L14/L85 1XX First-Year Seminar: Stories of Medicine (offered each spring)
In this introductory course, students will begin their training in reading texts closely, analyzing them, and writing about them by examining depictions of physicians and medical practice in a selection of short—but important—literary works. We will begin in the late nineteenth century with physician-writers (or writer-physicians) to include Chekhov and William Carlos Williams. We will study the fictional responses by Charlotte Perkins Gilman, Frances Hodgson Burnett, and Virginia Woolf to the “rest cure” promoted by Silas Weir Mitchell. Our readings will include influential stories by George Eliot, Kafka, and Hemingway; the course will conclude with works by modern doctor-writers like Louise Aronson and Vincent Lam. As we read, we will focus both on medical practice and on the craft authors use to explore it imaginatively. Four writing assignments, one presentation, and daily class discussion will encourage students interested in both literature and the medical humanities to bring creative and analytical thinking to college-level academic writing and speaking.
L13 203 The Sentence in English (offered each spring)

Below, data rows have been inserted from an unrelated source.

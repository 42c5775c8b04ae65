use crate::domain::attempt::CapturedResponse;
use anyhow::Result;
use serde::Serialize;
use tokio::sync::oneshot;

pub mod mock;

#[derive(Debug, Clone, Default, Serialize)]
pub struct Prefill {
    pub name: String,
    pub email: String,
    pub contact: String,
}

#[derive(Debug, Clone, Serialize)]
pub struct Theme {
    pub color: String,
}

#[derive(Debug, Clone, Serialize)]
pub struct CheckoutOptions {
    pub key: String,
    pub amount: i64,
    pub currency: String,
    pub name: String,
    pub description: String,
    pub order_id: String,
    pub prefill: Prefill,
    pub theme: Theme,
}

// delivered at most once per opened surface; the oneshot sender enforces it
#[derive(Debug)]
pub enum SurfaceOutcome {
    Completed(CapturedResponse),
    Dismissed,
}

pub type SurfaceReceiver = oneshot::Receiver<SurfaceOutcome>;

#[async_trait::async_trait]
pub trait CheckoutSurface: Send + Sync {
    fn name(&self) -> &'static str;

    async fn open(&self, options: CheckoutOptions) -> Result<SurfaceReceiver>;
}
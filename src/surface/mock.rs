use crate::domain::attempt::CapturedResponse;
use crate::surface::{CheckoutOptions, CheckoutSurface, SurfaceOutcome, SurfaceReceiver};
use anyhow::Result;
use std::sync::atomic::{AtomicUsize, Ordering};
use std::sync::Mutex;
use tokio::sync::oneshot;

#[derive(Debug, Clone)]
pub enum MockBehavior {
    CompleteWith(CapturedResponse),
    Dismiss,
    FailToOpen,
}

pub struct MockSurface {
    pub behavior: MockBehavior,
    opens: AtomicUsize,
    last_options: Mutex<Option<CheckoutOptions>>,
}

impl MockSurface {
    pub fn new(behavior: MockBehavior) -> Self {
        Self {
            behavior,
            opens: AtomicUsize::new(0),
            last_options: Mutex::new(None),
        }
    }

    pub fn opens(&self) -> usize {
        self.opens.load(Ordering::SeqCst)
    }

    pub fn last_options(&self) -> Option<CheckoutOptions> {
        self.last_options
            .lock()
            .unwrap_or_else(|e| e.into_inner())
            .clone()
    }
}

#[async_trait::async_trait]
impl CheckoutSurface for MockSurface {
    fn name(&self) -> &'static str {
        "mock"
    }

    async fn open(&self, options: CheckoutOptions) -> Result<SurfaceReceiver> {
        self.opens.fetch_add(1, Ordering::SeqCst);
        *self
            .last_options
            .lock()
            .unwrap_or_else(|e| e.into_inner()) = Some(options);

        let (tx, rx) = oneshot::channel();
        match &self.behavior {
            MockBehavior::FailToOpen => anyhow::bail!("mock surface refused to open"),
            MockBehavior::CompleteWith(response) => {
                let _ = tx.send(SurfaceOutcome::Completed(response.clone()));
            }
            MockBehavior::Dismiss => {
                let _ = tx.send(SurfaceOutcome::Dismissed);
            }
        }
        Ok(rx)
    }
}
use thiserror::Error;

#[derive(Debug, Clone, PartialEq, Eq, Error)]
#[error("captured response missing required field(s): {}", missing.join(", "))]
pub struct MissingFieldError {
    pub missing: Vec<String>,
}

#[derive(Debug, Error)]
pub enum WorkflowError {
    #[error("checkout already in flight (state {state})")]
    AttemptInFlight { state: String },
    #[error("gateway delivered a second completion payload")]
    DuplicateCapture,
    #[error("invalid order: {0}")]
    InvalidOrder(String),
}
use crate::domain::attempt::{CapturedResponse, VerificationPayload};
use crate::error::MissingFieldError;

pub fn build(captured: &CapturedResponse) -> Result<VerificationPayload, MissingFieldError> {
    let mut missing = Vec::new();
    if captured.payment_id.is_empty() {
        missing.push("razorpay_payment_id".to_string());
    }
    if captured.gateway_order_id.is_empty() {
        missing.push("razorpay_order_id".to_string());
    }
    if captured.signature.is_empty() {
        missing.push("razorpay_signature".to_string());
    }
    if !missing.is_empty() {
        return Err(MissingFieldError { missing });
    }

    Ok(VerificationPayload {
        razorpay_payment_id: captured.payment_id.clone(),
        razorpay_order_id: captured.gateway_order_id.clone(),
        razorpay_signature: captured.signature.clone(),
    })
}
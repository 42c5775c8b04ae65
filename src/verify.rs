use crate::domain::attempt::{VerificationPayload, VerificationResult};
use std::time::Duration;

#[derive(Clone)]
pub struct VerificationClient {
    pub verify_url: String,
    // None preserves the original unbounded wait
    pub timeout_ms: Option<u64>,
    pub client: reqwest::Client,
}

impl VerificationClient {
    pub fn new(verify_url: &str, timeout_ms: Option<u64>) -> Self {
        Self {
            verify_url: verify_url.to_string(),
            timeout_ms,
            client: reqwest::Client::new(),
        }
    }

    pub async fn verify(
        &self,
        payload: &VerificationPayload,
        auth_token: Option<&str>,
    ) -> VerificationResult {
        let mut req = self.client.post(&self.verify_url).json(payload);
        if let Some(token) = auth_token {
            req = req.header(reqwest::header::AUTHORIZATION, format!("Bearer {}", token));
        }
        if let Some(ms) = self.timeout_ms {
            req = req.timeout(Duration::from_millis(ms));
        }

        match req.send().await {
            Ok(r) => {
                let status = r.status();
                let text = r.text().await.unwrap_or_default();
                let body = if text.is_empty() {
                    None
                } else {
                    Some(
                        serde_json::from_str(&text)
                            .unwrap_or(serde_json::Value::String(text)),
                    )
                };
                VerificationResult {
                    ok: status.is_success(),
                    http_status: Some(status.as_u16()),
                    body,
                    transport_error: None,
                }
            }
            Err(e) => VerificationResult {
                ok: false,
                http_status: None,
                body: None,
                transport_error: Some(e.to_string()),
            },
        }
    }
}
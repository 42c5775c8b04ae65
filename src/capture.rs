use crate::domain::attempt::{CapturedResponse, CheckoutState, PaymentAttempt};
use crate::error::WorkflowError;
use crate::trail::EventTrail;
use std::future::Future;
use std::pin::Pin;
use std::sync::Arc;
use std::time::Duration;

pub type DelayFn = Arc<dyn Fn(Duration) -> Pin<Box<dyn Future<Output = ()> + Send>> + Send + Sync>;

pub fn tokio_delay() -> DelayFn {
    Arc::new(|d| Box::pin(tokio::time::sleep(d)))
}

pub struct ResponseCapture {
    pub slow_mode: bool,
    pub step_delay_ms: u64,
    pub delay: DelayFn,
}

impl ResponseCapture {
    pub fn new(slow_mode: bool, step_delay_ms: u64) -> Self {
        Self {
            slow_mode,
            step_delay_ms,
            delay: tokio_delay(),
        }
    }

    // at most one capture per attempt; a second delivery never overwrites it
    pub fn capture(
        &self,
        attempt: &mut PaymentAttempt,
        trail: &EventTrail,
        response: CapturedResponse,
    ) -> Result<(), WorkflowError> {
        if attempt.captured_response.is_some() {
            trail.append("gateway delivered a second completion payload; keeping the first");
            return Err(WorkflowError::DuplicateCapture);
        }
        attempt.captured_response = Some(response);
        attempt.state = CheckoutState::Captured;
        trail.append("captured gateway response");
        Ok(())
    }

    pub async fn reveal(&self, response: &CapturedResponse, trail: &EventTrail) {
        if !self.slow_mode {
            return;
        }
        for (label, value) in reveal_steps(response) {
            trail.append(format!("{}: {}", label, value));
            (self.delay)(Duration::from_millis(self.step_delay_ms)).await;
        }
    }
}

pub fn reveal_steps(response: &CapturedResponse) -> Vec<(&'static str, String)> {
    let mut steps = Vec::new();
    if !response.payment_id.is_empty() {
        steps.push(("razorpay_payment_id", response.payment_id.clone()));
    }
    if !response.gateway_order_id.is_empty() {
        steps.push(("razorpay_order_id", response.gateway_order_id.clone()));
    }
    if !response.signature.is_empty() {
        steps.push(("razorpay_signature", response.signature.clone()));
    }
    steps
}
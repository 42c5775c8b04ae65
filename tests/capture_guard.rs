use checkout_flow::capture::ResponseCapture;
use checkout_flow::domain::attempt::{CapturedResponse, CheckoutState, PaymentAttempt};
use checkout_flow::error::WorkflowError;
use checkout_flow::trail::EventTrail;

#[test]
fn second_delivery_never_overwrites_the_first() {
    let capture = ResponseCapture::new(false, 0);
    let trail = EventTrail::new();
    let mut attempt = PaymentAttempt::new("order_abc123", 9900, "INR");

    capture
        .capture(&mut attempt, &trail, response("pay_1"))
        .unwrap();
    assert_eq!(attempt.state, CheckoutState::Captured);

    let err = capture
        .capture(&mut attempt, &trail, response("pay_2"))
        .unwrap_err();
    assert!(matches!(err, WorkflowError::DuplicateCapture));
    assert_eq!(
        attempt.captured_response.as_ref().unwrap().payment_id,
        "pay_1"
    );
    assert!(trail.contains("second completion payload"));
}

fn response(payment_id: &str) -> CapturedResponse {
    CapturedResponse {
        payment_id: payment_id.to_string(),
        gateway_order_id: "order_abc123".to_string(),
        signature: "sig_xyz".to_string(),
        extra: serde_json::Map::new(),
    }
}
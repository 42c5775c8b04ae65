use crate::capture::ResponseCapture;
use crate::domain::attempt::{
    CheckoutState, OrderIntent, PaymentAttempt, VerificationResult, SUPPORTED_CURRENCY,
};
use crate::error::WorkflowError;
use crate::loader::ScriptLoader;
use crate::payload;
use crate::surface::{CheckoutOptions, CheckoutSurface, Prefill, SurfaceOutcome, Theme};
use crate::trail::EventTrail;
use crate::verify::VerificationClient;
use std::sync::Arc;

// workflow failures land in a terminal state with the detail in the trail and
// verification_result; Err is reserved for caller misuse
pub struct CheckoutSession {
    pub script_loader: Arc<dyn ScriptLoader>,
    pub surface: Arc<dyn CheckoutSurface>,
    pub capture: ResponseCapture,
    pub verifier: VerificationClient,
    pub trail: EventTrail,
    pub gateway_key_id: String,
    pub store_name: String,
    pub theme_color: String,
    pub prefill: Prefill,
    pub attempt: PaymentAttempt,
}

impl CheckoutSession {
    pub fn new(
        script_loader: Arc<dyn ScriptLoader>,
        surface: Arc<dyn CheckoutSurface>,
        capture: ResponseCapture,
        verifier: VerificationClient,
        gateway_key_id: &str,
        store_name: &str,
        theme_color: &str,
        prefill: Prefill,
    ) -> Self {
        Self {
            script_loader,
            surface,
            capture,
            verifier,
            trail: EventTrail::new(),
            gateway_key_id: gateway_key_id.to_string(),
            store_name: store_name.to_string(),
            theme_color: theme_color.to_string(),
            prefill,
            attempt: PaymentAttempt::idle(),
        }
    }

    pub async fn open(
        &mut self,
        order: OrderIntent,
        auth_token: Option<&str>,
    ) -> Result<CheckoutState, WorkflowError> {
        if self.attempt.state != CheckoutState::Idle {
            if !self.attempt.state.is_terminal() {
                self.trail.append(format!(
                    "checkout rejected: attempt already in flight (state {:?})",
                    self.attempt.state
                ));
                return Err(WorkflowError::AttemptInFlight {
                    state: format!("{:?}", self.attempt.state),
                });
            }
            self.reset();
            self.trail.append("prior attempt reset");
        }

        if order.amount_minor <= 0 {
            self.trail
                .append("checkout rejected: amount_minor must be > 0");
            return Err(WorkflowError::InvalidOrder(
                "amount_minor must be > 0".to_string(),
            ));
        }
        if order.currency != SUPPORTED_CURRENCY {
            self.trail.append(format!(
                "checkout rejected: only {} is supported",
                SUPPORTED_CURRENCY
            ));
            return Err(WorkflowError::InvalidOrder(format!(
                "only {} is supported",
                SUPPORTED_CURRENCY
            )));
        }

        self.attempt = PaymentAttempt::new(&order.order_id, order.amount_minor, &order.currency);
        self.attempt.state = CheckoutState::ScriptLoading;
        self.trail.append("loading checkout script");

        if !self.script_loader.ensure_loaded().await {
            self.attempt.state = CheckoutState::ScriptLoadFailed;
            self.trail.append("checkout script failed to load");
            return Ok(self.attempt.state);
        }
        self.attempt.state = CheckoutState::Ready;
        self.trail.append("checkout script ready");

        let options = self.checkout_options();
        let receiver = match self.surface.open(options).await {
            Ok(rx) => rx,
            Err(e) => {
                self.attempt.state = CheckoutState::CheckoutOpenFailed;
                self.trail
                    .append(format!("checkout surface failed to open: {}", e));
                return Ok(self.attempt.state);
            }
        };
        self.attempt.state = CheckoutState::CheckoutOpen;
        self.trail
            .append(format!("checkout open for order {}", self.attempt.order_id));

        let response = match receiver.await {
            Ok(SurfaceOutcome::Completed(response)) => response,
            // a dropped sender means the surface went away without completing
            Ok(SurfaceOutcome::Dismissed) | Err(_) => {
                self.attempt.state = CheckoutState::Dismissed;
                self.trail.append("checkout dismissed before completion");
                return Ok(self.attempt.state);
            }
        };

        self.capture
            .capture(&mut self.attempt, &self.trail, response.clone())?;
        self.capture.reveal(&response, &self.trail).await;

        self.attempt.state = CheckoutState::BuildingPayload;
        let built = match payload::build(&response) {
            Ok(built) => built,
            Err(e) => {
                self.attempt.state = CheckoutState::VerificationFailed;
                self.trail.append(format!("payload build failed: {}", e));
                return Ok(self.attempt.state);
            }
        };
        self.attempt.verification_payload = Some(built.clone());
        self.trail.append("prepared verification payload");

        self.attempt.state = CheckoutState::Verifying;
        self.trail.append("verifying payment with server");
        let result = self.verifier.verify(&built, auth_token).await;
        self.record_verification(result);
        Ok(self.attempt.state)
    }

    pub async fn replay(&mut self, auth_token: Option<&str>) -> Option<VerificationResult> {
        let Some(captured) = self.attempt.captured_response.clone() else {
            self.trail
                .append("replay requested but no captured response exists");
            return None;
        };
        self.trail
            .append("replaying verification from last captured response");

        let built = match payload::build(&captured) {
            Ok(built) => built,
            Err(e) => {
                self.trail.append(format!("payload build failed: {}", e));
                return None;
            }
        };
        self.attempt.verification_payload = Some(built.clone());

        self.attempt.state = CheckoutState::Verifying;
        let result = self.verifier.verify(&built, auth_token).await;
        self.record_verification(result.clone());
        Some(result)
    }

    pub fn reset(&mut self) {
        self.attempt = PaymentAttempt::idle();
        self.trail.clear();
    }

    fn record_verification(&mut self, result: VerificationResult) {
        if result.ok {
            self.trail.append(format!(
                "verification succeeded: HTTP {}",
                result.http_status.unwrap_or_default()
            ));
            self.attempt.state = CheckoutState::Verified;
        } else if let Some(err) = &result.transport_error {
            self.trail.append(format!("network error: {}", err));
            self.attempt.state = CheckoutState::VerificationFailed;
        } else {
            self.trail.append(format!(
                "verification failed: HTTP {} {}",
                result.http_status.unwrap_or_default(),
                result
                    .body
                    .as_ref()
                    .map(|b| b.to_string())
                    .unwrap_or_default()
            ));
            self.attempt.state = CheckoutState::VerificationFailed;
        }
        self.attempt.verification_result = Some(result);
    }

    fn checkout_options(&self) -> CheckoutOptions {
        CheckoutOptions {
            key: self.gateway_key_id.clone(),
            amount: self.attempt.amount_minor,
            currency: self.attempt.currency.clone(),
            name: self.store_name.clone(),
            description: format!("Order {}", self.attempt.order_id),
            order_id: self.attempt.order_id.clone(),
            prefill: self.prefill.clone(),
            theme: Theme {
                color: self.theme_color.clone(),
            },
        }
    }
}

Though it might seem mysterious why some kinds of writing are more effective than others, there is a technique for investigating how writing works at the level of the sentence. The Reed-Kellogg system of diagramming is a method of learning grammar and syntax by creating “pictures” of individual sentences. These diagrams show the logical relations between words, phrases, and clauses, and they illustrate the choices writers are making as they craft individual sentences. Using a recent book that extends and enlarges upon the Reed-Kellogg system, we will diagram sentences both famous and ordinary, both contemporary and of historical interest. Our aims will be (1) to learn the principles of the Reed-Kellogg system such that we are able to diagram any written or spoken “sentence” in English; (2) to use this knowledge to analyze how writers shape arguments at the sentence level, and how they achieve particular styles; and (3) to practice crafting and revising our own prose. Diagramming will help students understand how they can make their own writing more powerful, effective, and clear.